In summary, the energy loss inside the valve body is primarily concentrated in the valve spool region. The fundamental reason lies in the HAICV’s use of an arc-shaped valve spool and a non-straight-through flow passage structure. After the water flow enters the valve body, internal turbulence is first generated within the arc-shaped valve spool, leading to intense momentum exchange and energy dissipation among water particles. Additionally, the continuous impact and scouring of the valve body’s inner wall and the top of the guide pillar by the water flow result in partial kinetic energy dissipation. The non-straight-through structure results in an excessively curved flow channel, forcing the water flow to undergo a significant directional adjustment before exiting. This sharp turn further increases local resistance. Coupled with the relatively small flow area at the outlet and the high flow velocity, this leads to a significant pressure drop and substantial overall energy consumption.
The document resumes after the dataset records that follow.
//! Serial port selection.
//!
//! The port for a session is resolved in this order:
//! - `--port` / `IDTFLASH_PORT`
//! - `[connection] port` from the configuration file
//! - with `--wait`, the first device to arrive in download mode
//! - the single attached download-mode device
//!
//! When several devices are attached, the user picks one interactively;
//! in non-interactive mode that is an error.

use {
    crate::{
        CliError,
        interrupt::{self, CANCELLED, Phase},
        prompt, use_fancy_output,
    },
    anyhow::Result,
    console::style,
    idtflash::{
        Error, NativePortEnumerator, PortEnumerator, PresenceWatcher, ProtocolConfig,
        format_port_list, select_idt_port,
    },
    indicatif::{ProgressBar, ProgressStyle},
    log::{debug, info},
    std::{sync::atomic::Ordering, time::Duration},
};

/// Interval between enumeration polls while waiting for a device.
const POLL_INTERVAL: Duration = Duration::from_millis(500);

/// Options for serial port selection.
#[derive(Debug, Clone, Default)]
pub(crate) struct SerialOptions {
    /// Explicit port specified via CLI or environment.
    pub port: Option<String>,
    /// Port from the configuration file.
    pub config_port: Option<String>,
    /// Wait for a device instead of failing when none is attached.
    pub wait: bool,
    /// Non-interactive mode (fail if multiple devices).
    pub non_interactive: bool,
    /// Suppress status output.
    pub quiet: bool,
}

/// Resolve the port to open.
pub(crate) fn select_serial_port(options: &SerialOptions, protocol: &ProtocolConfig) -> Result<String> {
    if let Some(port) = &options.port {
        return Ok(port.clone());
    }

    if let Some(port) = &options.config_port {
        debug!("Using port from config: {port}");
        return Ok(port.clone());
    }

    if options.wait {
        return wait_for_device(protocol, options.quiet);
    }

    let ports = NativePortEnumerator::list_ports()?;
    match select_idt_port(&ports, protocol) {
        Ok(port) => Ok(port.name),
        Err(Error::DeviceAmbiguous(names)) if !options.non_interactive => {
            prompt::ensure_interactive_terminal("Choosing between several devices")?;
            let candidates: Vec<_> = ports
                .into_iter()
                .filter(|p| names.contains(&p.name))
                .collect();
            let labels = format_port_list(&candidates, protocol);
            let index = prompt::select_one("Select the device to use", &labels)?;
            Ok(candidates[index].name.clone())
        },
        Err(e) => Err(e.into()),
    }
}

/// Block until a download-mode device is attached and return its port.
///
/// Ctrl-C cancels the wait.
pub(crate) fn wait_for_device(protocol: &ProtocolConfig, quiet: bool) -> Result<String> {
    let spinner = if quiet || !use_fancy_output() {
        ProgressBar::hidden()
    } else {
        let pb = ProgressBar::new_spinner();
        #[allow(clippy::unwrap_used)] // Static template string
        pb.set_style(ProgressStyle::default_spinner().template("{spinner:.green} {msg}").unwrap());
        pb.set_message("Waiting for a device in download mode (Ctrl-C to cancel)...");
        pb.enable_steady_tick(Duration::from_millis(100));
        pb
    };
    if !quiet && !use_fancy_output() {
        eprintln!("Waiting for a device in download mode...");
    }

    let watcher = PresenceWatcher::spawn(POLL_INTERVAL, protocol.clone());
    let arrived = {
        let _phase = interrupt::enter(Phase::Waiting);
        watcher.wait_for_arrival(&CANCELLED)
    };
    spinner.finish_and_clear();

    match arrived {
        Some(port) => {
            info!("Device detected on {}", port.name);
            if !quiet {
                eprintln!("{} Device on {}", style("✓").green(), style(&port.name).cyan());
            }
            Ok(port.name)
        },
        None if CANCELLED.load(Ordering::SeqCst) => {
            Err(CliError::Cancelled("Waiting for device cancelled".to_string()).into())
        },
        None => Err(CliError::Device("Device watcher stopped unexpectedly".to_string()).into()),
    }
}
Therefore, this valve exhibits high energy loss characteristics in practical operation, and its hydraulic performance is mainly controlled by the internal flow field structure and flow characteristics.

4. Conclusion

This study systematically analyzes the hydraulic characteristics and opening transient behavior of the HAICV. The main conclusions are as follows:

• Uncertainty analysis was introduced to define the reasonable fluctuation ranges of the flow coefficient and resistance coefficient, providing qualitative parameters for HAICV system design and practical references for the measurement of hydraulic parameters in similar valves.
• This study revealed the pressure drop concentration phenomenon and internal vortex evolution during the valve opening process, identifying the bottom and top of the valve spool as high-pressure vulnerable zones, thereby providing direction for the structural reinforcement and fatigue protection of these critical areas.
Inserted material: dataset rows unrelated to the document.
//! Bootloader unlock and FRP wipe over the command channel.
//!
//! Both flows run once stage 0 has finished and the device has rebooted
//! into the uploaded fastboot loader.
//!
//! Unlocking replaces the bootloader unlock code stored in NV memory:
//!
//! 1. `getvar:nve:WVLOCK` reads the current (stock) code, if any
//! 2. `getvar:nve:WVLOCK@<code>` stores a freshly generated code
//! 3. `getvar:nve:USRKEY@<sha256(code)>` stores its digest
//! 4. `getvar:nve:FBLOCK@00` clears the fastboot lock

use crate::error::Result;
use crate::fastboot::CommandChannel;
use log::info;
use rand::Rng;
use sha2::{Digest, Sha256};

/// Length of an unlock code.
pub const UNLOCK_CODE_LEN: usize = 16;

const UNLOCK_CHARSET: &[u8] = b"ABCDEFGHIJKLMNOPQRSTUVWXYZ0123456789";

/// Keys seen and written by [`unlock`].
#[derive(Debug, Clone, PartialEq, Eq)]
pub struct UnlockOutcome {
    /// Code found on the device before unlocking.
    pub stock_key: Option<String>,
    /// Code written to the device.
    pub new_key: String,
}

/// Generate a random unlock code of uppercase letters and digits.
pub fn generate_unlock_code<R: Rng>(rng: &mut R) -> String {
    (0..UNLOCK_CODE_LEN)
        .map(|_| char::from(UNLOCK_CHARSET[rng.gen_range(0..UNLOCK_CHARSET.len())]))
        .collect()
}

/// Lowercase hex SHA-256 of `code`.
pub fn usrkey_hash(code: &str) -> String {
    format!("{:x}", Sha256::digest(code.as_bytes()))
}

fn is_code_char(b: u8) -> bool {
    b.is_ascii_uppercase() || b.is_ascii_digit()
}

/// First run of 16 uppercase letters or digits in `output`.
pub fn find_stock_key(output: &str) -> Option<String> {
    output
        .as_bytes()
        .windows(UNLOCK_CODE_LEN)
        .find(|w| w.iter().copied().all(is_code_char))
        .map(|w| String::from_utf8_lossy(w).into_owned())
}

/// Replace the unlock code and clear the fastboot lock.
pub fn unlock<C, R>(channel: &mut C, rng: &mut R) -> Result<UnlockOutcome>
where
    C: CommandChannel + ?Sized,
    R: Rng,
{
    let output = channel.run("getvar:nve:WVLOCK")?;
    let stock_key = find_stock_key(&output);
    match &stock_key {
        Some(key) => info!("Stock key: {key}"),
        None => info!("No stock key found"),
    }

    let new_key = generate_unlock_code(rng);
    info!("New unlock key: {new_key}");

    channel.run(&format!("getvar:nve:WVLOCK@{new_key}"))?;
    channel.run(&format!("getvar:nve:USRKEY@{}", usrkey_hash(&new_key)))?;
    channel.run("getvar:nve:FBLOCK@00")?;

    Ok(UnlockOutcome { stock_key, new_key })
}

/// Erase factory reset protection data.
pub fn wipe_frp<C: CommandChannel + ?Sized>(channel: &mut C) -> Result<()> {
    info!("Wiping FRP data...");
    channel.run("oem frp-erase")?;
    Ok(())
}

#[cfg(test)]
mod tests {
    use super::*;
    use crate::error::Error;
    use rand::SeedableRng;
    use rand::rngs::StdRng;

    #[derive(Default)]
    struct RecordingChannel {
        commands: Vec<String>,
        wvlock: String,
        fail_on: Option<&'static str>,
    }

    impl CommandChannel for RecordingChannel {
        fn run(&mut self, command: &str) -> Result<String> {
            self.commands.push(command.to_string());
            if self.fail_on.is_some_and(|c| command.starts_with(c)) {
                return Err(Error::CommandChannel("device went away".into()));
            }
            if command == "getvar:nve:WVLOCK" {
                Ok(self.wvlock.clone())
            } else {
                Ok("OKAY\n".into())
            }
        }
    }

    #[test]
    fn test_generate_unlock_code() {
        let mut rng = StdRng::seed_from_u64(7);
        let code = generate_unlock_code(&mut rng);
        assert_eq!(code.len(), UNLOCK_CODE_LEN);
        assert!(code.bytes().all(is_code_char));
        assert_ne!(code, generate_unlock_code(&mut rng));
    }

    #[test]
    fn test_usrkey_hash() {
        assert_eq!(
            usrkey_hash("abc"),
            "ba7816bf8f01cfea414140de5dae2223b00361a396177a9cb410ff61f20015ad"
        );
    }

    #[test]
    fn test_find_stock_key() {
        assert_eq!(
            find_stock_key("(bootloader) nve:WVLOCK: 0123456789ABCDEF\nOKAY"),
            Some("0123456789ABCDEF".to_string())
        );
        // Leftmost match wins inside a longer run.
        assert_eq!(
            find_stock_key("ZZ0123456789ABCDEF"),
            Some("ZZ0123456789ABCD".to_string())
        );
        assert_eq!(find_stock_key("FAILED (remote: 'not allowed')"), None);
        assert_eq!(find_stock_key("0123456789abcdef"), None);
    }

    #[test]
    fn test_unlock_sequence() {
        let mut channel = RecordingChannel {
            wvlock: "nve:WVLOCK: AAAABBBBCCCCDDDD\n".into(),
            ..Default::default()
        };
        let mut rng = StdRng::seed_from_u64(1);

        let outcome = unlock(&mut channel, &mut rng).unwrap();

        assert_eq!(outcome.stock_key.as_deref(), Some("AAAABBBBCCCCDDDD"));
        assert_eq!(
            channel.commands,
            vec![
                "getvar:nve:WVLOCK".to_string(),
                format!("getvar:nve:WVLOCK@{}", outcome.new_key),
                format!("getvar:nve:USRKEY@{}", usrkey_hash(&outcome.new_key)),
                "getvar:nve:FBLOCK@00".to_string(),
            ]
        );
    }

    #[test]
    fn test_unlock_without_stock_key() {
        let mut channel = RecordingChannel::default();
        let mut rng = StdRng::seed_from_u64(2);
        let outcome = unlock(&mut channel, &mut rng).unwrap();
        assert_eq!(outcome.stock_key, None);
        assert_eq!(channel.commands.len(), 4);
    }

    #[test]
    fn test_unlock_stops_on_channel_error() {
        let mut channel = RecordingChannel {
            fail_on: Some("getvar:nve:USRKEY@"),
            ..Default::default()
        };
        let mut rng = StdRng::seed_from_u64(3);

        assert!(matches!(
            unlock(&mut channel, &mut rng),
            Err(Error::CommandChannel(_))
        ));
        assert_eq!(channel.commands.len(), 3);
    }

    #[test]
    fn test_wipe_frp() {
        let mut channel = RecordingChannel::default();
        wipe_frp(&mut channel).unwrap();
        assert_eq!(channel.commands, vec!["oem frp-erase"]);
    }
}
• The dynamic evolution patterns of velocity distribution characteristics under different opening degrees were clarified, revealing significant scouring phenomena on the valve spool and guide pillar during the initial opening stage, which provides theoretical support for optimizing the valve structure to enhance erosion resistance.
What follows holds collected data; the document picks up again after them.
//! # idtflash
//!
//! A library for uploading loader images to HiSilicon Kirin chipsets in
//! download (IDT) mode.
//!
//! A chipset in download mode enumerates as a USB serial interface
//! (`12D1:3609`) and accepts images through a small framed protocol:
//!
//! - a start frame probing for the device
//! - per image, a header frame (length and load address), 1 KiB data
//!   frames and a tail frame
//! - a CRC-16 trailer on every frame, one response byte per frame
//!
//! On top of the protocol engine the crate reads per-chipset loader
//! manifests, sequences the `xloader` / `uce` / `fastboot` stages, and
//! drives the fastboot command channel for bootloader unlock and FRP wipe.
//!
//! ## Features
//!
//! - `native` (default): serial port support via the `serialport` crate
//!
//! ## Example
//!
//! ```rust,no_run
//! use idtflash::{FlashSession, LoaderDir, ProtocolConfig, StageSequencer};
//!
//! fn main() -> Result<(), Box<dyn std::error::Error>> {
//!     let config = ProtocolConfig::default();
//!     let loaders = LoaderDir::new("loaders", "kirin970");
//!
//!     #[cfg(feature = "native")]
//!     StageSequencer::new(config.clone()).run(
//!         &loaders,
//!         || FlashSession::connect(None, &config),
//!         |role, percent| println!("{role}: {percent}%"),
//!     )?;
//!
//!     Ok(())
//! }
//! ```

#![warn(missing_docs)]
#![warn(clippy::all)]

pub mod config;
pub mod device;
pub mod error;
pub mod fastboot;
pub mod flasher;
pub mod image;
pub mod port;
pub mod protocol;
pub mod sequencer;
pub mod session;
pub mod transport;
pub mod unlock;
pub mod watch;

// Re-exports for convenience
#[cfg(feature = "native")]
pub use port::{NativePort, NativePortEnumerator};
pub use {
    config::{PhaseTiming, ProtocolConfig},
    device::{format_port_list, is_idt_port, locate_in, normalize_port_path, select_idt_port},
    error::{Error, Result},
    fastboot::{CommandChannel, FastbootTool},
    flasher::ImageFlasher,
    image::{Image, LoaderDir, Role, RoleTable, list_chipsets},
    port::{Port, PortEnumerator, PortInfo, SerialConfig},
    protocol::{FrameKind, checksum},
    sequencer::StageSequencer,
    session::FlashSession,
    transport::FrameTransport,
    unlock::{UnlockOutcome, unlock, wipe_frp},
    watch::{PresenceEvent, PresenceWatcher},
};

#[cfg(feature = "native")]
pub use device::locate;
In summary, this study has elucidated the flow characteristics of the HAICV in the open state through a combination of physical experiments and numerical simulations. Future work should further investigate the flow transitions and water hammer effects during valve closure to ensure pipeline system safety, and undertake structural optimization based on the flow field data to reduce hydraulic losses. Particular attention should be paid to the issues of internal sedimentation and friction that may be caused by particulate matter in sediment-laden water flow. Problems such as increased opening/closing torque, as well as seal wear, can directly impact valve longevity and reliability, warranting further in-depth investigation. Furthermore, despite its characteristics of high energy consumption, the high flow resistance of the HAICV can be transformed into a regulatory advantage in the self-pressure irrigation districts of Xinjiang. It functions as a built-in pressure reducer, demonstrating significant applicability and value in this specific context.